Елена с другими бабами как раз стояла в тот вечер у колхозного заезжего дома, когда он разгружал машину, в кузове которой, кажется, было больше присмиревших карапузов мал мала меньше, чем манаток.
— Ой, горемычный! — вздохнула какая-то баба. — И как он с ними справляться будет? Как обстирывать, обихаживать, одевать, обувать? Жениться ему надо незамедлительно, помощницу брать… Но опять же кто пойдет на такую ораву?
«Кто пойдет?» — повторила про себя Елена. Она-то знала… Даже ее сверстницы, такие же горюньи, как она, кажется, навек обойденные счастьем, — когда, случалось, сватались детные вдовцы — отказывали. Выходили за стариков, привечали совсем молоденьких, а на чужих детей не шли. Серьезное это дело, трудное.
Новый бригадир, а звали его Максим Кузьмич, оказался мужиком толковым и работящим. Быстро вошел в дела, о своих трудностях не говорил никому, бодрился, другим еще помогал, чем мог, и вскоре жалостливые разговоры вокруг него утихли.
Забыла о том вечере и Елена. Она встречалась с Максимом Кузьмичом почти каждый день: в конторе, где убирала, на складе, куда ходила веять семена. Встречалась мельком, по работе и обращала на него внимания ровно столько, сколько положено обращать на бригадира.
Но вот однажды… Поздним вечером она мыла в конторе полы. В кабинетах никого уже не было, и только в общей комнате, где обычно проводилась разнарядка, сидел за столом бригадир. Он щелкал на счетах, что-то записывал огрызком карандаша в блокнот, жадно курил…
Елена уже домывала эту общую комнату, остался только один уголок, где сидел бригадир.

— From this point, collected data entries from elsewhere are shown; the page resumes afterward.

use std::path::PathBuf;

use thiserror::Error;

/// Why mapping data could not be loaded.
#[derive(Debug, Error)]
pub enum LoadError {
    #[error("failed to read {}: {source}", path.display())]
    Io {
        path: PathBuf,
        #[source]
        source: std::io::Error,
    },

    #[error("invalid json: {0}")]
    Json(#[from] serde_json::Error),

    #[error("request failed: {0}")]
    Http(String),

    /// The endpoint answered with an error payload.
    #[error("server returned {status}: {message}")]
    Remote { status: u16, message: String },

    #[error("fetch cancelled")]
    Cancelled,
}

impl LoadError {
    pub fn io(path: impl Into<PathBuf>, source: std::io::Error) -> Self {
        LoadError::Io {
            path: path.into(),
            source,
        }
    }
}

— Посторонитесь-ка чуток, Максим Кузьмич, — попросила она.
Он поднял голову.
И тут что-то случилось такое… Она впервые увидела его близко-близко, в мгновенье схватив женским взглядом все: и утомленное, со скорбными морщинками у губ лицо, и синие открытые глаза с глубокой затаенной болью, и седину, и грязный воротник рубашки, и дырку на потертом пиджаке.

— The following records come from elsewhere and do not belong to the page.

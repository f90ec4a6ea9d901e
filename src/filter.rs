use log::debug;
use serde::{Deserialize, Serialize};

use crate::graph::{MappingGraph, MappingLink, MappingNode};

pub const STATUS_VALIDATED: &str = "validated";
pub const STATUS_PENDING: &str = "pending";

/// Which part of the graph the user wants to see.
#[derive(Debug, Clone, Copy, PartialEq, Serialize, Deserialize)]
pub struct FilterState {
    pub show_validated: bool,
    pub show_pending: bool,
    /// Links with a weight below this value are hidden.
    pub min_confidence: f64,
}

impl Default for FilterState {
    fn default() -> Self {
        Self {
            show_validated: true,
            show_pending: true,
            min_confidence: 0.,
        }
    }
}

impl FilterState {
    pub fn new(show_validated: bool, show_pending: bool, min_confidence: f64) -> Self {
        Self {
            show_validated,
            show_pending,
            min_confidence,
        }
    }

    /// Statuses a link endpoint may have. Empty means any status.
    pub fn allowed_statuses(&self) -> Vec<&'static str> {
        let mut allowed = Vec::with_capacity(2);
        if self.show_validated {
            allowed.push(STATUS_VALIDATED);
        }
        if self.show_pending {
            allowed.push(STATUS_PENDING);
        }
        allowed
    }
}

/// Subset of the graph to render for one pass.
#[derive(Debug, Clone, PartialEq)]
pub struct FilteredGraph<'a> {
    pub nodes: Vec<&'a MappingNode>,
    pub links: Vec<&'a MappingLink>,
    /// Set when the filter matched nothing and the full graph is used instead.
    pub fallback: bool,
}

impl<'a> FilteredGraph<'a> {
    /// The whole graph, unfiltered.
    pub fn full(g: &'a MappingGraph) -> Self {
        Self {
            nodes: g.nodes().iter().collect(),
            links: g.links().iter().collect(),
            fallback: true,
        }
    }

    pub fn is_empty(&self) -> bool {
        self.nodes.is_empty() && self.links.is_empty()
    }
}

/// Applies `state` to the graph.
///
/// A link is kept when its weight reaches the threshold and both of its
/// endpoints exist with an allowed status. Without any status restriction the
/// endpoints are not checked, so links to unknown ids pass as well. Nodes are
/// kept when at least one kept link references them. If no node or no link survives, the full graph
/// is returned instead.
pub fn filter_graph<'a>(g: &'a MappingGraph, state: &FilterState) -> FilteredGraph<'a> {
    let allowed = state.allowed_statuses();
    // an unrestricted filter does not look the endpoints up at all
    let admissible = |id: &str| {
        allowed.is_empty()
            || g.node(id)
                .is_some_and(|n| allowed.iter().any(|s| *s == n.status))
    };

    let links: Vec<&MappingLink> = g
        .links()
        .iter()
        .filter(|l| {
            l.value >= state.min_confidence
                && admissible(l.source.as_str())
                && admissible(l.target.as_str())
        })
        .collect();

    let nodes: Vec<&MappingNode> = g
        .nodes()
        .iter()
        .filter(|n| links.iter().any(|l| l.source == n.id || l.target == n.id))
        .collect();

    if nodes.is_empty() || links.is_empty() {
        debug!("filter {state:?} matched nothing, using full graph");
        return FilteredGraph::full(g);
    }

    debug!(
        "filter {state:?} kept {}/{} nodes and {}/{} links",
        nodes.len(),
        g.node_count(),
        links.len(),
        g.link_count()
    );

    FilteredGraph {
        nodes,
        links,
        fallback: false,
    }
}

#[cfg(test)]
mod tests {
    use super::*;
    use crate::graph::{Category, SYMBOL_SIZE};
    use crate::rows::MappingRow;

    fn scenario() -> MappingGraph {
        MappingGraph::from_rows(&[
            MappingRow::new(("X", "x"), ("TM1", "tm1"), "validated", 0.95),
            MappingRow::new(("Y", "y"), ("TM2", "tm2"), "pending", 0.05),
        ])
    }

    fn ids<'a>(f: &FilteredGraph<'a>) -> Vec<&'a str> {
        f.nodes.iter().map(|n| n.id.as_str()).collect()
    }

    #[test]
    fn status_excludes_pending() {
        let g = scenario();
        let f = filter_graph(&g, &FilterState::new(true, false, 0.));
        assert!(!f.fallback);
        assert_eq!(ids(&f), vec!["X", "TM1"]);
        assert_eq!(f.links.len(), 1);
        assert_eq!(f.links[0].value, 0.95);
    }

    #[test]
    fn threshold_excludes_weak_link() {
        let g = scenario();
        let f = filter_graph(&g, &FilterState::new(true, true, 0.5));
        assert!(!f.fallback);
        assert_eq!(ids(&f), vec!["X", "TM1"]);
        assert_eq!(f.links.len(), 1);
    }

    #[test]
    fn empty_result_falls_back_to_full_graph() {
        let g = scenario();
        let f = filter_graph(&g, &FilterState::new(true, true, 0.99));
        assert!(f.fallback);
        assert_eq!(f, FilteredGraph::full(&g));
        assert_eq!(f.nodes.len(), 4);
        assert_eq!(f.links.len(), 2);
    }

    #[test]
    fn both_flags_off_is_unrestricted() {
        let g = scenario();
        let off = filter_graph(&g, &FilterState::new(false, false, 0.));
        let on = filter_graph(&g, &FilterState::new(true, true, 0.));
        assert_eq!(off.links, on.links);
        assert_eq!(off.nodes, on.nodes);
        assert_eq!(off.links.len(), 2);
    }

    #[test]
    fn weight_equal_to_threshold_passes() {
        let g = scenario();
        let f = filter_graph(&g, &FilterState::new(true, true, 0.95));
        assert!(!f.fallback);
        assert_eq!(f.links.len(), 1);
    }

    #[test]
    fn clamped_weight_is_compared() {
        // 0.05 is stored as 0.1
        let g = scenario();
        let f = filter_graph(&g, &FilterState::new(false, true, 0.1));
        assert!(!f.fallback);
        assert_eq!(ids(&f), vec!["Y", "TM2"]);
    }

    #[test]
    fn dangling_link_depends_on_restriction() {
        let mut g = MappingGraph::from_rows(&[MappingRow::new(
            ("A", "a"),
            ("B", "b"),
            "validated",
            0.2,
        )]);
        g.push_link(MappingLink {
            source: "A".to_string(),
            target: "GHOST".to_string(),
            value: 0.9,
        });

        let open = filter_graph(&g, &FilterState::new(false, false, 0.5));
        assert!(!open.fallback);
        assert_eq!(open.links.len(), 1);
        assert_eq!(open.links[0].target, "GHOST");
        assert_eq!(ids(&open), vec!["A"]);

        // a restricted filter needs both endpoints, nothing is left
        let restricted = filter_graph(&g, &FilterState::new(true, true, 0.5));
        assert!(restricted.fallback);
        assert_eq!(restricted, FilteredGraph::full(&g));
    }

    #[test]
    fn other_status_only_shows_when_unrestricted() {
        let mut g = MappingGraph::new();
        for id in ["R", "T"] {
            g.insert_node(MappingNode {
                id: id.to_string(),
                name: id.to_string(),
                category: Category::Source,
                status: "review".to_string(),
                symbol_size: SYMBOL_SIZE,
            });
        }
        g.push_link(MappingLink {
            source: "R".to_string(),
            target: "T".to_string(),
            value: 0.5,
        });

        let restricted = filter_graph(&g, &FilterState::new(true, true, 0.));
        assert!(restricted.fallback);
        let open = filter_graph(&g, &FilterState::new(false, false, 0.));
        assert!(!open.fallback);
        assert_eq!(open.links.len(), 1);
    }

    #[test]
    fn filtering_is_idempotent() {
        let g = scenario();
        let state = FilterState::new(true, false, 0.3);
        assert_eq!(filter_graph(&g, &state), filter_graph(&g, &state));
    }

    #[test]
    fn empty_graph_yields_empty_fallback() {
        let g = MappingGraph::new();
        let f = filter_graph(&g, &FilterState::default());
        assert!(f.fallback);
        assert!(f.is_empty());
    }
}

— Ой! — краснея неизвестно отчего, Елена сказала то, о чем не думала. — Максим Кузьмич, снимите-ка костюмчик… Заштопать надо…
Он покорно и поспешно снял пиджак и передал Елене. Она взяла его и пошла в коридор, забыв про пол. Нитки и иголку она взяла в столе у бухгалтера и долго штопала рукав, стараясь сделать поаккуратнее. Когда все было готово и она вынесла пиджак, Максим Кузьмич сидел на прежнем месте. Пол был домыт, ведро и тряпка убраны.
Елена молча отдала ему пиджак и торопливо вышла.
Ночь она не спала. Ложилась и снова вставала, начинала ходить по избе, садилась к окну, растерянно глядела в звездную темь и то улыбалась чему-то, то начинала плакать.
А утром, когда уже все были на работе, пошла в заезжий дом, собрала бригадировых ребятишек и привела к себе.
Максима Кузьмича она встретила вечером у подтоварника, когда тот на ходке возвращался с поля. Она попросила его остановиться, подошла близко и сказала:
— Вот что, Максим Кузьмич. Вы уже человек не молодой. И я не девка. Не девка уже, хоть и бабой стать не успела. А потому у нас разум быть должен… В обчем, ребятишек ваших я к себе забрала. И вас приглашаю. А чтобы вы не сомневались, молва там какая или что, давайте заявление в сельсовет подадим.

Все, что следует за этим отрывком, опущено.